■ Material provided:
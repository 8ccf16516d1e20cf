//! Database migrations

use crate::error::Result;
use libsql::Connection;

/// Current schema version
const CURRENT_VERSION: i32 = 1;

/// Run all pending migrations
pub async fn run(conn: &Connection) -> Result<()> {
    let version = get_version(conn).await?;

    if version < 1 {
        migrate_v1(conn).await?;
    }

    Ok(())
}

/// Get the current schema version
async fn get_version(conn: &Connection) -> Result<i32> {
    let mut rows = conn
        .query(
            "SELECT EXISTS(SELECT 1 FROM sqlite_master WHERE type='table' AND name='schema_version')",
            (),
        )
        .await?;

    let exists: bool = if let Some(row) = rows.next().await? {
        row.get::<i32>(0)? != 0
    } else {
        false
    };

    if !exists {
        return Ok(0);
    }

    let mut rows = conn
        .query("SELECT COALESCE(MAX(version), 0) FROM schema_version", ())
        .await?;

    let version: i32 = if let Some(row) = rows.next().await? {
        row.get(0)?
    } else {
        0
    };

    Ok(version)
}

/// Migration to version 1: ward schema
///
/// Every per-patient collection carries `is_active` for supersession plus a
/// `(patient_id, is_active)` index so the current-row query stays cheap.
async fn migrate_v1(conn: &Connection) -> Result<()> {
    // libsql has no execute_batch; run statements inside one transaction.
    conn.execute("BEGIN TRANSACTION", ()).await?;

    let statements = [
        // Schema version tracking
        "CREATE TABLE IF NOT EXISTS schema_version (
            version INTEGER PRIMARY KEY
        )",
        // Patient registry
        "CREATE TABLE IF NOT EXISTS patients (
            id TEXT PRIMARY KEY,
            hn TEXT,
            name TEXT NOT NULL,
            building TEXT NOT NULL,
            room TEXT,
            admitted_at INTEGER NOT NULL,
            operated_at INTEGER NOT NULL,
            is_active INTEGER NOT NULL DEFAULT 1
        )",
        "CREATE INDEX IF NOT EXISTS idx_patients_building ON patients(building)",
        "CREATE INDEX IF NOT EXISTS idx_patients_active ON patients(is_active)",
        // Alert snapshot history; `fields` is the label -> field-state JSON
        // document, `has_alerts` is derived at commit time for dashboards
        "CREATE TABLE IF NOT EXISTS alert_snapshots (
            id TEXT PRIMARY KEY,
            patient_id TEXT NOT NULL REFERENCES patients(id),
            submitted_at INTEGER NOT NULL,
            fields TEXT NOT NULL,
            has_alerts INTEGER NOT NULL DEFAULT 0,
            is_active INTEGER NOT NULL DEFAULT 1
        )",
        "CREATE INDEX IF NOT EXISTS idx_alert_snapshots_current
            ON alert_snapshots(patient_id, is_active)",
        "CREATE INDEX IF NOT EXISTS idx_alert_snapshots_submitted
            ON alert_snapshots(patient_id, submitted_at DESC)",
        // Therapy progress history
        "CREATE TABLE IF NOT EXISTS progress_records (
            id TEXT PRIMARY KEY,
            patient_id TEXT NOT NULL REFERENCES patients(id),
            submitted_at INTEGER NOT NULL,
            statuses TEXT NOT NULL,
            is_active INTEGER NOT NULL DEFAULT 1
        )",
        "CREATE INDEX IF NOT EXISTS idx_progress_records_current
            ON progress_records(patient_id, is_active)",
        // Discharge plan history
        "CREATE TABLE IF NOT EXISTS discharge_plans (
            id TEXT PRIMARY KEY,
            patient_id TEXT NOT NULL REFERENCES patients(id),
            submitted_at INTEGER NOT NULL,
            option TEXT,
            criteria TEXT NOT NULL,
            equipment TEXT NOT NULL,
            equipment_other TEXT,
            is_active INTEGER NOT NULL DEFAULT 1
        )",
        "CREATE INDEX IF NOT EXISTS idx_discharge_plans_current
            ON discharge_plans(patient_id, is_active)",
        "CREATE INDEX IF NOT EXISTS idx_discharge_plans_option
            ON discharge_plans(option, submitted_at)",
        // Record migration version
        "INSERT INTO schema_version (version) VALUES (1)",
    ];

    for stmt in statements {
        if let Err(e) = conn.execute(stmt, ()).await {
            conn.execute("ROLLBACK", ()).await.ok();
            return Err(e.into());
        }
    }

    if let Err(e) = conn.execute("COMMIT", ()).await {
        conn.execute("ROLLBACK", ()).await.ok();
        return Err(e.into());
    }

    tracing::info!("Migrated database to version {CURRENT_VERSION}");
    Ok(())
}

#[cfg(test)]
mod tests {
    use super::*;
    use libsql::Builder;

    async fn setup() -> Connection {
        let db = Builder::new_local(":memory:").build().await.unwrap();
        db.connect().unwrap()
    }

    #[tokio::test(flavor = "multi_thread")]
    async fn test_migrations() {
        let conn = setup().await;
        run(&conn).await.unwrap();

        let version = get_version(&conn).await.unwrap();
        assert_eq!(version, CURRENT_VERSION);
    }

    #[tokio::test(flavor = "multi_thread")]
    async fn test_migrations_idempotent() {
        let conn = setup().await;
        run(&conn).await.unwrap();
        run(&conn).await.unwrap(); // Should not fail

        let version = get_version(&conn).await.unwrap();
        assert_eq!(version, CURRENT_VERSION);
    }

    #[tokio::test(flavor = "multi_thread")]
    async fn test_migration_v1_creates_ward_tables() {
        let conn = setup().await;
        run(&conn).await.unwrap();

        for table in [
            "patients",
            "alert_snapshots",
            "progress_records",
            "discharge_plans",
        ] {
            let mut rows = conn
                .query(
                    "SELECT EXISTS(
                        SELECT 1 FROM sqlite_master
                        WHERE type = 'table' AND name = ?
                    )",
                    libsql::params![table],
                )
                .await
                .unwrap();

            let exists = rows
                .next()
                .await
                .unwrap()
                .is_some_and(|row| row.get::<i32>(0).unwrap() != 0);

            assert!(exists, "missing table {table}");
        }
    }
}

■ What this task involves: Beginning with the line containing "NOT EXISTS alert_snapshots" and ending with the line containing "NOT EXISTS discharge_plans", extract those lines exactly from the listing above, and only those.

■ Solution below:
        "CREATE TABLE IF NOT EXISTS alert_snapshots (
            id TEXT PRIMARY KEY,
            patient_id TEXT NOT NULL REFERENCES patients(id),
            submitted_at INTEGER NOT NULL,
            fields TEXT NOT NULL,
            has_alerts INTEGER NOT NULL DEFAULT 0,
            is_active INTEGER NOT NULL DEFAULT 1
        )",
        "CREATE INDEX IF NOT EXISTS idx_alert_snapshots_current
            ON alert_snapshots(patient_id, is_active)",
        "CREATE INDEX IF NOT EXISTS idx_alert_snapshots_submitted
            ON alert_snapshots(patient_id, submitted_at DESC)",
        // Therapy progress history
        "CREATE TABLE IF NOT EXISTS progress_records (
            id TEXT PRIMARY KEY,
            patient_id TEXT NOT NULL REFERENCES patients(id),
            submitted_at INTEGER NOT NULL,
            statuses TEXT NOT NULL,
            is_active INTEGER NOT NULL DEFAULT 1
        )",
        "CREATE INDEX IF NOT EXISTS idx_progress_records_current
            ON progress_records(patient_id, is_active)",
        // Discharge plan history
        "CREATE TABLE IF NOT EXISTS discharge_plans (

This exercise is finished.